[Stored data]

◆ ◆ ◆ ◆ ◆ ◆ ◆

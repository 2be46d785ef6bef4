use ordo_core::{Timestamp, ValueBound};
use std::collections::VecDeque;

/// A single key's version history, newest first (spec §4.1: a key maps to a
/// set of versioned cells; deleting a version physically removes its entry
/// rather than leaving an MVCC tombstone — the adapter has no notion of
/// "deleted but still visible to older readers" beyond what remains in the
/// chain).
///
/// Grounded on the teacher's `VersionChain`: a `VecDeque` in newest-first
/// order gives O(1) insertion of the common case (a new write is always the
/// newest version) and an early-exit linear scan for `get_at_or_below`.
#[derive(Debug, Clone)]
pub struct VersionChain<V> {
    versions: VecDeque<(Timestamp, V)>,
}

impl<V: ValueBound> VersionChain<V> {
    /// A chain holding a single version.
    pub fn new(ts: Timestamp, value: V) -> Self {
        let mut versions = VecDeque::with_capacity(4);
        versions.push_front((ts, value));
        VersionChain { versions }
    }

    /// Record a new version. Callers must only ever push a `ts` newer than
    /// every version already present (spec §4.1: writes are monotone in TID).
    pub fn push(&mut self, ts: Timestamp, value: V) {
        self.versions.push_front((ts, value));
    }

    /// The newest version with `version <= bound`, if any (spec §4.3 rule 1:
    /// "a reader sees the greatest version at or below its TID").
    pub fn get_at_or_below(&self, bound: Timestamp) -> Option<(Timestamp, &V)> {
        self.versions.iter().find(|(ts, _)| *ts <= bound).map(|(ts, v)| (*ts, v))
    }

    /// Remove every version with `version <= bound`, oldest-first (spec
    /// §4.1, §4.4).
    ///
    /// Returns the number of versions actually removed.
    pub fn prune_at_or_below(&mut self, bound: Timestamp) -> usize {
        let mut removed = 0;
        while let Some((ts, _)) = self.versions.back() {
            if *ts > bound {
                break;
            }
            self.versions.pop_back();
            removed += 1;
        }
        removed
    }

    /// Remove one exact version, regardless of position. Idempotent: a
    /// missing version is not an error (spec §4.1, §7).
    pub fn remove_exact(&mut self, ts: Timestamp) {
        self.versions.retain(|(v, _)| *v != ts);
    }

    /// Whether this chain has no versions left (safe to drop the key entry).
    pub fn is_empty(&self) -> bool {
        self.versions.is_empty()
    }
}

#[cfg(test)]
mod tests {
    use super::*;

    #[test]
    fn get_at_or_below_returns_newest_matching() {
        let mut chain = VersionChain::new(Timestamp::new(1), 10u32);
        chain.push(Timestamp::new(5), 20);
        chain.push(Timestamp::new(9), 30);

        assert_eq!(chain.get_at_or_below(Timestamp::new(7)), Some((Timestamp::new(5), &20)));
        assert_eq!(chain.get_at_or_below(Timestamp::new(0)), None);
    }

    #[test]
    fn prune_removes_oldest_first_up_to_bound() {
        let mut chain = VersionChain::new(Timestamp::new(1), 1u32);
        chain.push(Timestamp::new(2), 2);
        chain.push(Timestamp::new(3), 3);

        let removed = chain.prune_at_or_below(Timestamp::new(2));
        assert_eq!(removed, 2);
        assert_eq!(chain.get_at_or_below(Timestamp::new(10)), Some((Timestamp::new(3), &3)));
    }

    #[test]
    fn remove_exact_is_idempotent() {
        let mut chain = VersionChain::new(Timestamp::new(1), 1u32);
        chain.remove_exact(Timestamp::new(99));
        chain.remove_exact(Timestamp::new(1));
        chain.remove_exact(Timestamp::new(1));
        assert!(chain.is_empty());
    }
}
//! Segment and record binary layout.
//!
//! ```text
//! segment file:
//!   [ header: 24 bytes ][ record ][ record ] ...
//!
//! header:
//!   magic (4) | format_version (4) | segment_number (8) | reserved (8)
//!
//! record:
//!   len (4, payload length) | payload (rmp-serde encoded LogRecord<K>) | crc32 (4, over payload)
//! ```
//!
//! Grounded on the teacher's `format::wal_record` segment framing
//! (magic/version/segment-number header, CRC32'd length-prefixed records);
//! this repo's payload is an `ordo_core::LogRecord<K>` rather than a
//! writeset, since the log here records individual reads and state
//! transitions, not just commit-time writesets (see `DESIGN.md`).

/// Magic bytes identifying an Ordo log segment file.
pub const SEGMENT_MAGIC: [u8; 4] = *b"ORDO";

/// Current segment format version.
pub const SEGMENT_FORMAT_VERSION: u32 = 1;

/// Size of the segment header, in bytes.
pub const SEGMENT_HEADER_SIZE: usize = 24;

/// A segment file's fixed-size header.
#[derive(Debug, Clone, Copy, PartialEq, Eq)]
pub struct SegmentHeader {
    /// Must equal [`SEGMENT_MAGIC`] for the segment to be considered valid.
    pub magic: [u8; 4],
    /// Format version, for forward compatibility.
    pub format_version: u32,
    /// This segment's position in the rotation order.
    pub segment_number: u64,
    /// Reserved for future use; always zero.
    pub reserved: u64,
}

impl SegmentHeader {
    /// Build a header for a freshly created segment.
    pub fn new(segment_number: u64) -> Self {
        SegmentHeader {
            magic: SEGMENT_MAGIC,
            format_version: SEGMENT_FORMAT_VERSION,
            segment_number,
            reserved: 0,
        }
    }

    /// Encode to the fixed-size on-disk representation.
    pub fn to_bytes(self) -> [u8; SEGMENT_HEADER_SIZE] {
        let mut bytes = [0u8; SEGMENT_HEADER_SIZE];
        bytes[0..4].copy_from_slice(&self.magic);
        bytes[4..8].copy_from_slice(&self.format_version.to_le_bytes());
        bytes[8..16].copy_from_slice(&self.segment_number.to_le_bytes());
        bytes[16..24].copy_from_slice(&self.reserved.to_le_bytes());
        bytes
    }

    /// Decode from a fixed-size buffer. Returns `None` on a magic mismatch.
    pub fn from_bytes(bytes: &[u8; SEGMENT_HEADER_SIZE]) -> Option<Self> {
        let magic: [u8; 4] = bytes[0..4].try_into().ok()?;
        if magic != SEGMENT_MAGIC {
            return None;
        }
        Some(SegmentHeader {
            magic,
            format_version: u32::from_le_bytes(bytes[4..8].try_into().ok()?),
            segment_number: u64::from_le_bytes(bytes[8..16].try_into().ok()?),
            reserved: u64::from_le_bytes(bytes[16..24].try_into().ok()?),
        })
    }
}

/// Frame a payload for on-disk storage: `len | payload | crc32(payload)`.
pub fn frame_record(payload: &[u8]) -> Vec<u8> {
    let mut framed = Vec::with_capacity(4 + payload.len() + 4);
    framed.extend_from_slice(&(payload.len() as u32).to_le_bytes());
    framed.extend_from_slice(payload);
    let mut hasher = crc32fast::Hasher::new();
    hasher.update(payload);
    framed.extend_from_slice(&hasher.finalize().to_le_bytes());
    framed
}

#[cfg(test)]
mod tests {
    use super::*;

    #[test]
    fn header_round_trips() {
        let header = SegmentHeader::new(7);
        let bytes = header.to_bytes();
        assert_eq!(SegmentHeader::from_bytes(&bytes), Some(header));
    }

    #[test]
    fn header_rejects_bad_magic() {
        let mut bytes = SegmentHeader::new(1).to_bytes();
        bytes[0] = b'X';
        assert_eq!(SegmentHeader::from_bytes(&bytes), None);
    }

    #[test]
    fn frame_record_is_well_formed() {
        let framed = frame_record(b"hello");
        let len = u32::from_le_bytes(framed[0..4].try_into().unwrap()) as usize;
        assert_eq!(len, 5);
        assert_eq!(&framed[4..9], b"hello");
    }
}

◆ ◆ ◆ ◆ ◆ ◆ ◆

Description of the task » So that nothing is lost, please reproduce each entry exactly as written.

Written solution »
repository 2be46d785ef6bef4
use ordo_core::{Timestamp, ValueBound};
use std::collections::VecDeque;

/// A single key's version history, newest first (spec §4.1: a key maps to a
/// set of versioned cells; deleting a version physically removes its entry
/// rather than leaving an MVCC tombstone — the adapter has no notion of
/// "deleted but still visible to older readers" beyond what remains in the
/// chain).
///
/// Grounded on the teacher's `VersionChain`: a `VecDeque` in newest-first
/// order gives O(1) insertion of the common case (a new write is always the
/// newest version) and an early-exit linear scan for `get_at_or_below`.
#[derive(Debug, Clone)]
pub struct VersionChain<V> {
    versions: VecDeque<(Timestamp, V)>,
}

impl<V: ValueBound> VersionChain<V> {
    /// A chain holding a single version.
    pub fn new(ts: Timestamp, value: V) -> Self {
        let mut versions = VecDeque::with_capacity(4);
        versions.push_front((ts, value));
        VersionChain { versions }
    }

    /// Record a new version. Callers must only ever push a `ts` newer than
    /// every version already present (spec §4.1: writes are monotone in TID).
    pub fn push(&mut self, ts: Timestamp, value: V) {
        self.versions.push_front((ts, value));
    }

    /// The newest version with `version <= bound`, if any (spec §4.3 rule 1:
    /// "a reader sees the greatest version at or below its TID").
    pub fn get_at_or_below(&self, bound: Timestamp) -> Option<(Timestamp, &V)> {
        self.versions.iter().find(|(ts, _)| *ts <= bound).map(|(ts, v)| (*ts, v))
    }

    /// Remove every version with `version <= bound`, oldest-first (spec
    /// §4.1, §4.4).
    ///
    /// Returns the number of versions actually removed.
    pub fn prune_at_or_below(&mut self, bound: Timestamp) -> usize {
        let mut removed = 0;
        while let Some((ts, _)) = self.versions.back() {
            if *ts > bound {
                break;
            }
            self.versions.pop_back();
            removed += 1;
        }
        removed
    }

    /// Remove one exact version, regardless of position. Idempotent: a
    /// missing version is not an error (spec §4.1, §7).
    pub fn remove_exact(&mut self, ts: Timestamp) {
        self.versions.retain(|(v, _)| *v != ts);
    }

    /// Whether this chain has no versions left (safe to drop the key entry).
    pub fn is_empty(&self) -> bool {
        self.versions.is_empty()
    }
}

#[cfg(test)]
mod tests {
    use super::*;

    #[test]
    fn get_at_or_below_returns_newest_matching() {
        let mut chain = VersionChain::new(Timestamp::new(1), 10u32);
        chain.push(Timestamp::new(5), 20);
        chain.push(Timestamp::new(9), 30);

        assert_eq!(chain.get_at_or_below(Timestamp::new(7)), Some((Timestamp::new(5), &20)));
        assert_eq!(chain.get_at_or_below(Timestamp::new(0)), None);
    }

    #[test]
    fn prune_removes_oldest_first_up_to_bound() {
        let mut chain = VersionChain::new(Timestamp::new(1), 1u32);
        chain.push(Timestamp::new(2), 2);
        chain.push(Timestamp::new(3), 3);

        let removed = chain.prune_at_or_below(Timestamp::new(2));
        assert_eq!(removed, 2);
        assert_eq!(chain.get_at_or_below(Timestamp::new(10)), Some((Timestamp::new(3), &3)));
    }

    #[test]
    fn remove_exact_is_idempotent() {
        let mut chain = VersionChain::new(Timestamp::new(1), 1u32);
        chain.remove_exact(Timestamp::new(99));
        chain.remove_exact(Timestamp::new(1));
        chain.remove_exact(Timestamp::new(1));
        assert!(chain.is_empty());
    }
}
//! Segment and record binary layout.
//!
//! ```text
//! segment file:
//!   [ header: 24 bytes ][ record ][ record ] ...
//!
//! header:
//!   magic (4) | format_version (4) | segment_number (8) | reserved (8)
//!
//! record:
//!   len (4, payload length) | payload (rmp-serde encoded LogRecord<K>) | crc32 (4, over payload)
//! ```
//!
//! Grounded on the teacher's `format::wal_record` segment framing
//! (magic/version/segment-number header, CRC32'd length-prefixed records);
//! this repo's payload is an `ordo_core::LogRecord<K>` rather than a
//! writeset, since the log here records individual reads and state
//! transitions, not just commit-time writesets (see `DESIGN.md`).

/// Magic bytes identifying an Ordo log segment file.
pub const SEGMENT_MAGIC: [u8; 4] = *b"ORDO";

/// Current segment format version.
pub const SEGMENT_FORMAT_VERSION: u32 = 1;

/// Size of the segment header, in bytes.
pub const SEGMENT_HEADER_SIZE: usize = 24;

/// A segment file's fixed-size header.
#[derive(Debug, Clone, Copy, PartialEq, Eq)]
pub struct SegmentHeader {
    /// Must equal [`SEGMENT_MAGIC`] for the segment to be considered valid.
    pub magic: [u8; 4],
    /// Format version, for forward compatibility.
    pub format_version: u32,
    /// This segment's position in the rotation order.
    pub segment_number: u64,
    /// Reserved for future use; always zero.
    pub reserved: u64,
}

impl SegmentHeader {
    /// Build a header for a freshly created segment.
    pub fn new(segment_number: u64) -> Self {
        SegmentHeader {
            magic: SEGMENT_MAGIC,
            format_version: SEGMENT_FORMAT_VERSION,
            segment_number,
            reserved: 0,
        }
    }

    /// Encode to the fixed-size on-disk representation.
    pub fn to_bytes(self) -> [u8; SEGMENT_HEADER_SIZE] {
        let mut bytes = [0u8; SEGMENT_HEADER_SIZE];
        bytes[0..4].copy_from_slice(&self.magic);
        bytes[4..8].copy_from_slice(&self.format_version.to_le_bytes());
        bytes[8..16].copy_from_slice(&self.segment_number.to_le_bytes());
        bytes[16..24].copy_from_slice(&self.reserved.to_le_bytes());
        bytes
    }

    /// Decode from a fixed-size buffer. Returns `None` on a magic mismatch.
    pub fn from_bytes(bytes: &[u8; SEGMENT_HEADER_SIZE]) -> Option<Self> {
        let magic: [u8; 4] = bytes[0..4].try_into().ok()?;
        if magic != SEGMENT_MAGIC {
            return None;
        }
        Some(SegmentHeader {
            magic,
            format_version: u32::from_le_bytes(bytes[4..8].try_into().ok()?),
            segment_number: u64::from_le_bytes(bytes[8..16].try_into().ok()?),
            reserved: u64::from_le_bytes(bytes[16..24].try_into().ok()?),
        })
    }
}

/// Frame a payload for on-disk storage: `len | payload | crc32(payload)`.
pub fn frame_record(payload: &[u8]) -> Vec<u8> {
    let mut framed = Vec::with_capacity(4 + payload.len() + 4);
    framed.extend_from_slice(&(payload.len() as u32).to_le_bytes());
    framed.extend_from_slice(payload);
    let mut hasher = crc32fast::Hasher::new();
    hasher.update(payload);
    framed.extend_from_slice(&hasher.finalize().to_le_bytes());
    framed
}

#[cfg(test)]
mod tests {
    use super::*;

    #[test]
    fn header_round_trips() {
        let header = SegmentHeader::new(7);
        let bytes = header.to_bytes();
        assert_eq!(SegmentHeader::from_bytes(&bytes), Some(header));
    }

    #[test]
    fn header_rejects_bad_magic() {
        let mut bytes = SegmentHeader::new(1).to_bytes();
        bytes[0] = b'X';
        assert_eq!(SegmentHeader::from_bytes(&bytes), None);
    }

    #[test]
    fn frame_record_is_well_formed() {
        let framed = frame_record(b"hello");
        let len = u32::from_le_bytes(framed[0..4].try_into().unwrap()) as usize;
        assert_eq!(len, 5);
        assert_eq!(&framed[4..9], b"hello");
    }
}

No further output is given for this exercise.